**TASK BRIEF:** Look for the word "channel". Copy every line of the listing where it occurs.
***** EXTRACTED MATERIAL
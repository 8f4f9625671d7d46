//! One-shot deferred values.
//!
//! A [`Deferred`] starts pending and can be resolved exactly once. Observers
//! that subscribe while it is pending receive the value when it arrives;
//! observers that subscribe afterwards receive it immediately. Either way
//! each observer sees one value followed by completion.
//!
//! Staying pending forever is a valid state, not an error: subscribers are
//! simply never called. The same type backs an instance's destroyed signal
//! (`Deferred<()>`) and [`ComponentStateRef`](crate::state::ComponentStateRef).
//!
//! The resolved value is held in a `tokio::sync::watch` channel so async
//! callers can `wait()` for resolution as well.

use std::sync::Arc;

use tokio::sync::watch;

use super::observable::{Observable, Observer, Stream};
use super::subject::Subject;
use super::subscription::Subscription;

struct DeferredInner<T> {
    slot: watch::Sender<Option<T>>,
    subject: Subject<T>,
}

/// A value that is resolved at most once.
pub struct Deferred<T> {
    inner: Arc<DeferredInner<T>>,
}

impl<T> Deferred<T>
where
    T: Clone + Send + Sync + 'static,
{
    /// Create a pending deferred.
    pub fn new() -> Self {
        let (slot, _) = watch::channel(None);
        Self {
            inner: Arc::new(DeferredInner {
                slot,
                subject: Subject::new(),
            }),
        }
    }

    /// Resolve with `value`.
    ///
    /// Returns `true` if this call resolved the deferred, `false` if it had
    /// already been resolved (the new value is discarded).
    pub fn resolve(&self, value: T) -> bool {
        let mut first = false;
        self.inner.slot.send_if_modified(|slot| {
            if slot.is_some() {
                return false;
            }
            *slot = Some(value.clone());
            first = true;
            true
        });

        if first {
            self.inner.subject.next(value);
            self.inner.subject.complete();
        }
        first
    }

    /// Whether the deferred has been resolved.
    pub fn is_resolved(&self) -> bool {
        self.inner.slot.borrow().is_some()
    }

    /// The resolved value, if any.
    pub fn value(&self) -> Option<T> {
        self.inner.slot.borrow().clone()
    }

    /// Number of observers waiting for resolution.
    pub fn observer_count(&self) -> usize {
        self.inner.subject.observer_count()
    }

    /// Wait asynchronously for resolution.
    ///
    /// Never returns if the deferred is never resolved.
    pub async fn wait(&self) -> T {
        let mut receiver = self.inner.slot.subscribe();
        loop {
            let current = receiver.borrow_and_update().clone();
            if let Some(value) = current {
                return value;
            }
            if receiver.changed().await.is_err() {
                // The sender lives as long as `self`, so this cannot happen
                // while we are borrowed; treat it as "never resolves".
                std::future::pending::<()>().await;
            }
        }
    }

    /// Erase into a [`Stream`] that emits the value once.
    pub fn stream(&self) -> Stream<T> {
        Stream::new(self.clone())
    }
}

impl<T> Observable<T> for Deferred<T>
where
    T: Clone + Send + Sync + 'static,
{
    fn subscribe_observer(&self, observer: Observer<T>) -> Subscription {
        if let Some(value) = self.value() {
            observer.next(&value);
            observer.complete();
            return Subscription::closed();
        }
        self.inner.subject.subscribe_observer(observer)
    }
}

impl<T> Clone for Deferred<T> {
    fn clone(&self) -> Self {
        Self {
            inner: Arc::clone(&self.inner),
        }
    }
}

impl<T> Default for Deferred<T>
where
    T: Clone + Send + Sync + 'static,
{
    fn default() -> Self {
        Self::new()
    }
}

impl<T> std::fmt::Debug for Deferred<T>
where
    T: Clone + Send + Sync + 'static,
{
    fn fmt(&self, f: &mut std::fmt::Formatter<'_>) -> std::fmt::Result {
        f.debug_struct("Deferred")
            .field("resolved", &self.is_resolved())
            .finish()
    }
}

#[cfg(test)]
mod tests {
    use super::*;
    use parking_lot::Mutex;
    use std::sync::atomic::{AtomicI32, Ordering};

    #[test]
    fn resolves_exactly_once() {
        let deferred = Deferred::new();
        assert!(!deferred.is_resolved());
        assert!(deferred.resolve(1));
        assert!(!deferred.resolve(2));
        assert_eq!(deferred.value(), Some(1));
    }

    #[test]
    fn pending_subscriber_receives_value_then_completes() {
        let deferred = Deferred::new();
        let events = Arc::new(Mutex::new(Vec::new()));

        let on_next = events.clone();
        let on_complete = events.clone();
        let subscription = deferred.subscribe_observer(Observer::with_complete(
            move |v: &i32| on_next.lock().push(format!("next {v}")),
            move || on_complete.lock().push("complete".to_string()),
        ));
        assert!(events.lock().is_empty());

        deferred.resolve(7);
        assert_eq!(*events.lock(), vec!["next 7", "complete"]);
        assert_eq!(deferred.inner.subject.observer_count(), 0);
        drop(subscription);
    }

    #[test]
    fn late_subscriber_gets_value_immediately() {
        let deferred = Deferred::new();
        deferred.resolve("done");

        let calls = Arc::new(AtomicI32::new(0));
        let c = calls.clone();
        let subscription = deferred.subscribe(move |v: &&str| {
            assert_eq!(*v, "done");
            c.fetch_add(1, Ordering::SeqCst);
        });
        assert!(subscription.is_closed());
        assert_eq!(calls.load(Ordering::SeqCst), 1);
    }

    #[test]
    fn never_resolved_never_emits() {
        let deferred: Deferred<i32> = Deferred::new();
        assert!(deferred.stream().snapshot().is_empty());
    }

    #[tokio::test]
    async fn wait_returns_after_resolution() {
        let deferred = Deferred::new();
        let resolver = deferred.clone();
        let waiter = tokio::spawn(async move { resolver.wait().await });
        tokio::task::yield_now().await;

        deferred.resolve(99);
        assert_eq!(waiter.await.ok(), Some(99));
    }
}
**********
***** EXTRACTED MATERIAL
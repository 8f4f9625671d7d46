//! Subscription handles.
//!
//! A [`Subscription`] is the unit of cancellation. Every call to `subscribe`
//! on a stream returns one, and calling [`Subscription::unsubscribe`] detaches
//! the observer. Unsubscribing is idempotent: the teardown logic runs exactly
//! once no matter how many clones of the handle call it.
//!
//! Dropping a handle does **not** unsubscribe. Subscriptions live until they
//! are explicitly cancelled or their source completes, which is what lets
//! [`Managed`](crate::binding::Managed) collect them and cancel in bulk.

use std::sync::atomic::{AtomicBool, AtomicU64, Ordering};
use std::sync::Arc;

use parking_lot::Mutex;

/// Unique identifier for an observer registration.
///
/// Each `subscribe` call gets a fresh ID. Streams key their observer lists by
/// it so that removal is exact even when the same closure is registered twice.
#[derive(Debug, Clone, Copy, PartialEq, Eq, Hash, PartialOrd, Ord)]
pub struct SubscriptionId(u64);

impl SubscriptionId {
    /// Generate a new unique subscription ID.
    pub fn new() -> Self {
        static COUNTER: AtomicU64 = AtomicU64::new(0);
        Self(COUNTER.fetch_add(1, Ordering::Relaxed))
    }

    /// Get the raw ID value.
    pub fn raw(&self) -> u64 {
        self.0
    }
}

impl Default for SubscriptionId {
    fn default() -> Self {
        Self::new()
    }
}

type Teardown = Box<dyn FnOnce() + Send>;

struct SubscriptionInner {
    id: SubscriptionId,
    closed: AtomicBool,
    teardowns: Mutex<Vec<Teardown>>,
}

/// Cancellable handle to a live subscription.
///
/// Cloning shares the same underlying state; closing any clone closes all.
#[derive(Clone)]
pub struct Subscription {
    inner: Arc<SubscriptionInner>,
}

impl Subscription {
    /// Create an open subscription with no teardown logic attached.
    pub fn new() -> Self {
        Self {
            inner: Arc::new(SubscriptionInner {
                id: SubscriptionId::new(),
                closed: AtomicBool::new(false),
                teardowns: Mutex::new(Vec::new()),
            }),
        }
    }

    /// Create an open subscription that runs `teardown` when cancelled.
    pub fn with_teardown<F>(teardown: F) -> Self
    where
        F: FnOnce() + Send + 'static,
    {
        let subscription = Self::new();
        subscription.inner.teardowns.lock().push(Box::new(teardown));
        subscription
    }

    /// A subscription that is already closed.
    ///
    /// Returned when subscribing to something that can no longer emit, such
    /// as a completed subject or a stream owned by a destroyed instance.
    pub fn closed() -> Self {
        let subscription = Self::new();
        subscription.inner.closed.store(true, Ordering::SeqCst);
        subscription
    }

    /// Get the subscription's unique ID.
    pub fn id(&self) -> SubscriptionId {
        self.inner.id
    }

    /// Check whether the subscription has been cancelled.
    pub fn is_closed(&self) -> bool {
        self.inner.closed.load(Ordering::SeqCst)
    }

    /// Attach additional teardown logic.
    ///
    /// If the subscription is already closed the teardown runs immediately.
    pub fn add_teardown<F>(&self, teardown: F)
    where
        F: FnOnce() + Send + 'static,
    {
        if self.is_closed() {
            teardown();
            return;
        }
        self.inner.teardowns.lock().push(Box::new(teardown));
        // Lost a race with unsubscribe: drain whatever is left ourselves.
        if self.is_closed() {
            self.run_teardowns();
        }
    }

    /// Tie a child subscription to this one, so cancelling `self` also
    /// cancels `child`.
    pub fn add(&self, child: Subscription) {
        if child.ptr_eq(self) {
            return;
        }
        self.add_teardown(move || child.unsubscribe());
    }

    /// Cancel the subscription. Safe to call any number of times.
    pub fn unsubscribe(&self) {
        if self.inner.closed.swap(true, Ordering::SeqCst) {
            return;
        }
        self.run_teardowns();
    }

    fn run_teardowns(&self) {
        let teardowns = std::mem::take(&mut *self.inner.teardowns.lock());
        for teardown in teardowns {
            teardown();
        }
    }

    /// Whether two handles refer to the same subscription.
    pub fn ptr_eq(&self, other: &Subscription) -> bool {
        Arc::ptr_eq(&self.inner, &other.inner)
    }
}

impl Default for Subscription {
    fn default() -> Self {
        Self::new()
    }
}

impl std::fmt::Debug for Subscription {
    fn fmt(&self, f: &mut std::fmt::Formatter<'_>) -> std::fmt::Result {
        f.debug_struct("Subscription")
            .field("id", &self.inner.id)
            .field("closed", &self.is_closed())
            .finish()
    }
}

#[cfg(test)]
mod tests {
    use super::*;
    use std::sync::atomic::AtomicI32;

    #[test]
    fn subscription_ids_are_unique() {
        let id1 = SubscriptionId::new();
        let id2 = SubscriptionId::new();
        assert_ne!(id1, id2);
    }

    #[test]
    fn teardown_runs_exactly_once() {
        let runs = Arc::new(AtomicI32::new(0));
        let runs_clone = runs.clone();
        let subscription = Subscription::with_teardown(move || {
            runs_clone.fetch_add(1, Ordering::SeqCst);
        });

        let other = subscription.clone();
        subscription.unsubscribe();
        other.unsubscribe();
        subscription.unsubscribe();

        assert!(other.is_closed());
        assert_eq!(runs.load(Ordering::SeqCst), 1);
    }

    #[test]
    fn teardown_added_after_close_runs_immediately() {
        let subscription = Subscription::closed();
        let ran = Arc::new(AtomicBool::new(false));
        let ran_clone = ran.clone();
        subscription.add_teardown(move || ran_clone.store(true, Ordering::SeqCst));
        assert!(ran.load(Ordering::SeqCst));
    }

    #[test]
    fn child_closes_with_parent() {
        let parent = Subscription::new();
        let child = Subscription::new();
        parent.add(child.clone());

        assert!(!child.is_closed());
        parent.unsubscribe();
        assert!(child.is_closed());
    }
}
**********
**TASK RESPONSE:**
//! The resolved value is held in a `tokio::sync::watch` channel so async
        let (slot, _) = watch::channel(None);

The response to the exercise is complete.